Data for this task
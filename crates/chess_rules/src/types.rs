use serde::{Deserialize, Serialize};
use std::fmt;
use std::str::FromStr;
use thiserror::Error;

/// Board edge length.
pub const BOARD_SIZE: i8 = 8;

#[derive(Clone, Copy, Debug, PartialEq, Eq, Hash, Serialize, Deserialize)]
#[serde(rename_all = "lowercase")]
pub enum Side {
    White,
    Black,
}

impl Side {
    pub fn other(self) -> Side {
        match self {
            Side::White => Side::Black,
            Side::Black => Side::White,
        }
    }

    /// Row delta of a forward pawn step. White advances toward row 0.
    pub fn forward(self) -> i8 {
        match self {
            Side::White => -1,
            Side::Black => 1,
        }
    }

    /// Row the side's pawns start on.
    pub fn pawn_row(self) -> i8 {
        match self {
            Side::White => 6,
            Side::Black => 1,
        }
    }

    /// Row of the side's back rank.
    pub fn back_row(self) -> i8 {
        match self {
            Side::White => 7,
            Side::Black => 0,
        }
    }
}

impl fmt::Display for Side {
    fn fmt(&self, f: &mut fmt::Formatter<'_>) -> fmt::Result {
        match self {
            Side::White => write!(f, "White"),
            Side::Black => write!(f, "Black"),
        }
    }
}

#[derive(Clone, Copy, Debug, PartialEq, Eq, Hash, Serialize, Deserialize)]
#[serde(rename_all = "lowercase")]
pub enum PieceKind {
    Pawn,
    Rook,
    Knight,
    Bishop,
    Queen,
    King,
}

impl PieceKind {
    /// Lowercase FEN letter.
    pub fn letter(self) -> char {
        match self {
            PieceKind::Pawn => 'p',
            PieceKind::Rook => 'r',
            PieceKind::Knight => 'n',
            PieceKind::Bishop => 'b',
            PieceKind::Queen => 'q',
            PieceKind::King => 'k',
        }
    }

    pub fn from_letter(c: char) -> Option<PieceKind> {
        match c.to_ascii_lowercase() {
            'p' => Some(PieceKind::Pawn),
            'r' => Some(PieceKind::Rook),
            'n' => Some(PieceKind::Knight),
            'b' => Some(PieceKind::Bishop),
            'q' => Some(PieceKind::Queen),
            'k' => Some(PieceKind::King),
            _ => None,
        }
    }
}

#[derive(Clone, Copy, Debug, PartialEq, Eq, Hash, Serialize, Deserialize)]
pub struct Piece {
    pub kind: PieceKind,
    pub side: Side,
}

impl Piece {
    pub const fn new(kind: PieceKind, side: Side) -> Self {
        Self { kind, side }
    }

    /// FEN letter: uppercase for white, lowercase for black.
    pub fn fen_char(self) -> char {
        match self.side {
            Side::White => self.kind.letter().to_ascii_uppercase(),
            Side::Black => self.kind.letter(),
        }
    }

    pub fn from_fen_char(c: char) -> Option<Piece> {
        let kind = PieceKind::from_letter(c)?;
        let side = if c.is_ascii_uppercase() {
            Side::White
        } else {
            Side::Black
        };
        Some(Piece { kind, side })
    }
}

/// A (row, column) coordinate. Row 0 is black's back rank, row 7 white's.
///
/// Coordinates coming from outside the engine are not trusted; use
/// [`Square::is_on_board`] or construct through [`Square::new`].
#[derive(Clone, Copy, Debug, PartialEq, Eq, Hash, Serialize, Deserialize)]
pub struct Square {
    pub row: i8,
    pub col: i8,
}

impl Square {
    pub fn new(row: i8, col: i8) -> Option<Square> {
        let s = Square { row, col };
        s.is_on_board().then_some(s)
    }

    /// Builds a square without bounds checking.
    pub const fn at(row: i8, col: i8) -> Square {
        Square { row, col }
    }

    pub fn is_on_board(self) -> bool {
        (0..BOARD_SIZE).contains(&self.row) && (0..BOARD_SIZE).contains(&self.col)
    }

    /// Neighbouring square, if it is still on the board.
    pub fn offset(self, d_row: i8, d_col: i8) -> Option<Square> {
        Square::new(self.row + d_row, self.col + d_col)
    }

    /// All 64 squares in row-major order.
    pub fn all() -> impl Iterator<Item = Square> {
        (0..BOARD_SIZE).flat_map(|row| (0..BOARD_SIZE).map(move |col| Square { row, col }))
    }

    /// File letter and rank digit, e.g. `e2` for (6, 4).
    pub fn name(self) -> String {
        let f = (b'a' + self.col as u8) as char;
        let r = (b'0' + (BOARD_SIZE - self.row) as u8) as char;
        format!("{f}{r}")
    }
}

impl fmt::Display for Square {
    fn fmt(&self, f: &mut fmt::Formatter<'_>) -> fmt::Result {
        if self.is_on_board() {
            write!(f, "{}", self.name())
        } else {
            write!(f, "({}, {})", self.row, self.col)
        }
    }
}

#[derive(Debug, Clone, PartialEq, Eq, Error)]
pub enum SquareParseError {
    #[error("empty square name")]
    Empty,
    #[error("unrecognised square '{0}' (expected e.g. 'e2' or '6,4')")]
    Malformed(String),
    #[error("square '{0}' is off the board")]
    OffBoard(String),
}

impl FromStr for Square {
    type Err = SquareParseError;

    /// Accepts a file/rank name (`e2`) or a `row,col` pair (`6,4`).
    fn from_str(s: &str) -> Result<Self, Self::Err> {
        let s = s.trim();
        if s.is_empty() {
            return Err(SquareParseError::Empty);
        }

        if let Some((r, c)) = s.split_once(',') {
            let row: i8 = r
                .trim()
                .parse()
                .map_err(|_| SquareParseError::Malformed(s.to_string()))?;
            let col: i8 = c
                .trim()
                .parse()
                .map_err(|_| SquareParseError::Malformed(s.to_string()))?;
            return Square::new(row, col).ok_or_else(|| SquareParseError::OffBoard(s.to_string()));
        }

        let b = s.as_bytes();
        if b.len() != 2 || !b[0].is_ascii_alphabetic() || !b[1].is_ascii_digit() {
            return Err(SquareParseError::Malformed(s.to_string()));
        }
        let file = b[0].to_ascii_lowercase();
        let rank = b[1];
        if !(b'a'..=b'h').contains(&file) || !(b'1'..=b'8').contains(&rank) {
            return Err(SquareParseError::OffBoard(s.to_string()));
        }
        let col = (file - b'a') as i8;
        let row = BOARD_SIZE - (rank - b'0') as i8;
        Ok(Square { row, col })
    }
}

#[cfg(test)]
#[path = "types_tests.rs"]
mod types_tests;
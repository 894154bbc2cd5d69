//! Rules engine for two-player, same-screen chess.
//!
//! Decides move legality, produces successor positions and classifies the
//! game as ongoing, check, checkmate or king captured. Castling, en passant,
//! promotion and draw rules are not part of this rule set, and checkmate is
//! judged on the king's own escape squares only.

pub mod board;
pub mod check;
pub mod engine;
pub mod error;
pub mod movement;
pub mod types;

pub use board::*;
pub use check::*;
pub use engine::*;
pub use error::*;
pub use movement::*;
pub use types::*;
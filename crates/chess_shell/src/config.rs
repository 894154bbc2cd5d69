//! Shell configuration, loadable from TOML.

use serde::{Deserialize, Serialize};
use std::path::{Path, PathBuf};
use thiserror::Error;
use tracing_subscriber::EnvFilter;

/// Config file looked up when `--config` is not given.
pub const DEFAULT_CONFIG_PATH: &str = "chess_shell.toml";

#[derive(Debug, Error)]
pub enum ConfigError {
    #[error("failed to read config from {}: {source}", .path.display())]
    FileRead {
        path: PathBuf,
        source: std::io::Error,
    },

    #[error("failed to parse config: {0}")]
    Parse(#[from] toml::de::Error),

    #[error("invalid config: {0}")]
    Validation(String),
}

/// Piece symbols used by the renderer.
#[derive(Debug, Clone, Copy, PartialEq, Eq, Default, Serialize, Deserialize)]
#[serde(rename_all = "lowercase")]
pub enum GlyphStyle {
    /// Chess figurines, e.g. ♔ and ♚.
    #[default]
    Unicode,
    /// FEN letters, uppercase for white.
    Ascii,
}

#[derive(Debug, Clone, PartialEq, Eq, Serialize, Deserialize)]
#[serde(default)]
pub struct ShellConfig {
    pub glyphs: GlyphStyle,
    /// Print file letters and rank digits around the board.
    pub show_coordinates: bool,
    /// `tracing` filter used when `RUST_LOG` is unset.
    pub log_filter: String,
}

impl Default for ShellConfig {
    fn default() -> Self {
        Self {
            glyphs: GlyphStyle::Unicode,
            show_coordinates: true,
            log_filter: "warn".to_string(),
        }
    }
}

impl ShellConfig {
    pub fn from_toml(content: &str) -> Result<Self, ConfigError> {
        let config: ShellConfig = toml::from_str(content)?;
        config.validate()?;
        Ok(config)
    }

    pub fn load(path: &Path) -> Result<Self, ConfigError> {
        let content = std::fs::read_to_string(path).map_err(|e| ConfigError::FileRead {
            path: path.to_path_buf(),
            source: e,
        })?;
        Self::from_toml(&content)
    }

    /// Like [`ShellConfig::load`], but a missing file yields the defaults.
    pub fn load_or_default(path: &Path) -> Result<Self, ConfigError> {
        if path.exists() {
            Self::load(path)
        } else {
            Ok(Self::default())
        }
    }

    pub fn validate(&self) -> Result<(), ConfigError> {
        if self.log_filter.trim().is_empty() {
            return Err(ConfigError::Validation("log_filter must not be empty".into()));
        }
        EnvFilter::try_new(&self.log_filter)
            .map_err(|e| ConfigError::Validation(format!("log_filter: {e}")))?;
        Ok(())
    }
}

#[cfg(test)]
#[path = "config_tests.rs"]
mod config_tests;
//! Game state, move application and outcome classification.

use crate::board::Board;
use crate::check::{is_checkmate, is_in_check};
use crate::error::MoveRejected;
use crate::movement::can_reach;
use crate::types::*;
use serde::{Deserialize, Serialize};
use tracing::{debug, info, instrument, trace};

/// Status of the game after the last move.
#[derive(Debug, Clone, Copy, PartialEq, Eq, Hash, Serialize, Deserialize)]
#[serde(tag = "status", content = "side", rename_all = "snake_case")]
pub enum Outcome {
    Ongoing,
    /// The given side is in check. Informational, play continues.
    Check(Side),
    /// The given side won by checkmate.
    Checkmate(Side),
    /// The given side won by capturing the opposing king.
    KingCaptured(Side),
}

impl Outcome {
    /// Checkmate and king capture end the game.
    pub fn is_terminal(self) -> bool {
        matches!(self, Outcome::Checkmate(_) | Outcome::KingCaptured(_))
    }

    pub fn winner(self) -> Option<Side> {
        match self {
            Outcome::Checkmate(s) | Outcome::KingCaptured(s) => Some(s),
            Outcome::Ongoing | Outcome::Check(_) => None,
        }
    }
}

/// Board, side to move and outcome. Replaced wholesale on every move.
#[derive(Debug, Clone, PartialEq, Eq, Hash, Serialize, Deserialize)]
pub struct GameState {
    board: Board,
    side_to_move: Side,
    outcome: Outcome,
}

impl Default for GameState {
    fn default() -> Self {
        initialize()
    }
}

impl GameState {
    /// State for an arbitrary position with `side_to_move` to play.
    ///
    /// The outcome is read off the position: checkmate for the other side if
    /// the mover is mated, check if merely attacked, otherwise ongoing. King
    /// capture cannot be inferred from a position and is never reported here.
    pub fn from_board(board: Board, side_to_move: Side) -> Self {
        let outcome = classify(&board, side_to_move, false);
        GameState {
            board,
            side_to_move,
            outcome,
        }
    }

    pub fn board(&self) -> &Board {
        &self.board
    }

    pub fn side_to_move(&self) -> Side {
        self.side_to_move
    }

    pub fn outcome(&self) -> Outcome {
        self.outcome
    }

    pub fn is_over(&self) -> bool {
        self.outcome.is_terminal()
    }

    pub fn piece_at(&self, sq: Square) -> Option<Piece> {
        self.board.piece_at(sq)
    }

    pub fn is_checkmate(&self, side: Side) -> bool {
        is_checkmate(&self.board, side)
    }

    pub fn is_in_check(&self, side: Side) -> bool {
        is_in_check(&self.board, side)
    }
}

/// Standard starting position, white to move.
pub fn initialize() -> GameState {
    GameState {
        board: Board::standard(),
        side_to_move: Side::White,
        outcome: Outcome::Ongoing,
    }
}

/// Same as [`initialize`].
pub fn reset() -> GameState {
    initialize()
}

/// Movement legality for the side to move, without the self-check filter.
pub fn is_legal_move(state: &GameState, from: Square, to: Square) -> bool {
    match state.board.piece_at(from) {
        Some(pc) if pc.side == state.side_to_move => can_reach(&state.board, from, to),
        _ => false,
    }
}

/// Every destination [`apply_move`] would accept from `from`, row-major.
pub fn legal_destinations(state: &GameState, from: Square) -> Vec<Square> {
    if state.is_over() {
        return Vec::new();
    }
    Square::all()
        .filter(|&to| is_legal_move(state, from, to))
        .filter(|&to| !is_in_check(&state.board.with_move(from, to), state.side_to_move))
        .collect()
}

/// Validates and plays `from -> to`, returning the successor state.
pub fn apply_move(state: &GameState, from: Square, to: Square) -> Result<GameState, MoveRejected> {
    for sq in [from, to] {
        if !sq.is_on_board() {
            return Err(MoveRejected::out_of_bounds(sq));
        }
    }
    if state.is_over() {
        return Err(MoveRejected::GameOver);
    }
    if from == to {
        return Err(MoveRejected::NoOp);
    }
    if !is_legal_move(state, from, to) {
        return Err(MoveRejected::IllegalMove { from, to });
    }

    let mover = state.side_to_move;
    let next_board = state.board.with_move(from, to);
    if is_in_check(&next_board, mover) {
        return Err(MoveRejected::SelfCheck { from, to });
    }

    let captured_king = state
        .board
        .piece_at(to)
        .is_some_and(|pc| pc.kind == PieceKind::King);

    let next_side = mover.other();
    let outcome = classify(&next_board, next_side, captured_king);

    Ok(GameState {
        board: next_board,
        side_to_move: next_side,
        outcome,
    })
}

/// Outcome with `to_move` about to play. A king capture wins for the other
/// side regardless of what the position looks like.
fn classify(board: &Board, to_move: Side, captured_king: bool) -> Outcome {
    let last_mover = to_move.other();
    if captured_king {
        Outcome::KingCaptured(last_mover)
    } else if is_checkmate(board, to_move) {
        Outcome::Checkmate(last_mover)
    } else if is_in_check(board, to_move) {
        Outcome::Check(to_move)
    } else {
        Outcome::Ongoing
    }
}

/// Owns the single game in progress.
///
/// Callers only ever see `&GameState` or a cloned snapshot; the state
/// changes exclusively through [`RulesEngine::apply_move`] and
/// [`RulesEngine::reset`].
#[derive(Debug, Clone, Default)]
pub struct RulesEngine {
    state: GameState,
}

impl RulesEngine {
    pub fn new() -> Self {
        Self {
            state: initialize(),
        }
    }

    /// Engine starting from an arbitrary position.
    pub fn from_state(state: GameState) -> Self {
        Self { state }
    }

    pub fn state(&self) -> &GameState {
        &self.state
    }

    pub fn snapshot(&self) -> GameState {
        self.state.clone()
    }

    pub fn side_to_move(&self) -> Side {
        self.state.side_to_move
    }

    pub fn outcome(&self) -> Outcome {
        self.state.outcome
    }

    pub fn is_legal_move(&self, from: Square, to: Square) -> bool {
        is_legal_move(&self.state, from, to)
    }

    pub fn legal_destinations(&self, from: Square) -> Vec<Square> {
        legal_destinations(&self.state, from)
    }

    pub fn is_checkmate(&self, side: Side) -> bool {
        self.state.is_checkmate(side)
    }

    #[instrument(level = "debug", skip(self), fields(side = %self.state.side_to_move))]
    pub fn apply_move(&mut self, from: Square, to: Square) -> Result<&GameState, MoveRejected> {
        let next = match apply_move(&self.state, from, to) {
            Ok(next) => next,
            Err(e) => {
                trace!(reason = %e, "move rejected");
                return Err(e);
            }
        };

        if let Some(captured) = self.state.board.piece_at(to) {
            debug!(%from, %to, ?captured, "capture");
        } else {
            debug!(%from, %to, "move");
        }

        match next.outcome {
            Outcome::Ongoing => {}
            Outcome::Check(side) => debug!(%side, "check"),
            Outcome::Checkmate(winner) => info!(%winner, "checkmate"),
            Outcome::KingCaptured(winner) => info!(%winner, "king captured"),
        }

        self.state = next;
        Ok(&self.state)
    }

    /// Back to the standard starting position.
    #[instrument(level = "debug", skip(self))]
    pub fn reset(&mut self) -> &GameState {
        self.state = reset();
        &self.state
    }
}

#[cfg(test)]
#[path = "engine_tests.rs"]
mod engine_tests;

Work order
Give back, unchanged, the run of lines in the listing above that begins at the line containing "pub const fn new(kind: PieceKind, side: Side)" and ends at the line containing "let f = (b'a'", both included.

Result of this exercise
    pub const fn new(kind: PieceKind, side: Side) -> Self {
        Self { kind, side }
    }

    /// FEN letter: uppercase for white, lowercase for black.
    pub fn fen_char(self) -> char {
        match self.side {
            Side::White => self.kind.letter().to_ascii_uppercase(),
            Side::Black => self.kind.letter(),
        }
    }

    pub fn from_fen_char(c: char) -> Option<Piece> {
        let kind = PieceKind::from_letter(c)?;
        let side = if c.is_ascii_uppercase() {
            Side::White
        } else {
            Side::Black
        };
        Some(Piece { kind, side })
    }
}

/// A (row, column) coordinate. Row 0 is black's back rank, row 7 white's.
///
/// Coordinates coming from outside the engine are not trusted; use
/// [`Square::is_on_board`] or construct through [`Square::new`].
#[derive(Clone, Copy, Debug, PartialEq, Eq, Hash, Serialize, Deserialize)]
pub struct Square {
    pub row: i8,
    pub col: i8,
}

impl Square {
    pub fn new(row: i8, col: i8) -> Option<Square> {
        let s = Square { row, col };
        s.is_on_board().then_some(s)
    }

    /// Builds a square without bounds checking.
    pub const fn at(row: i8, col: i8) -> Square {
        Square { row, col }
    }

    pub fn is_on_board(self) -> bool {
        (0..BOARD_SIZE).contains(&self.row) && (0..BOARD_SIZE).contains(&self.col)
    }

    /// Neighbouring square, if it is still on the board.
    pub fn offset(self, d_row: i8, d_col: i8) -> Option<Square> {
        Square::new(self.row + d_row, self.col + d_col)
    }

    /// All 64 squares in row-major order.
    pub fn all() -> impl Iterator<Item = Square> {
        (0..BOARD_SIZE).flat_map(|row| (0..BOARD_SIZE).map(move |col| Square { row, col }))
    }

    /// File letter and rank digit, e.g. `e2` for (6, 4).
    pub fn name(self) -> String {
        let f = (b'a' + self.col as u8) as char;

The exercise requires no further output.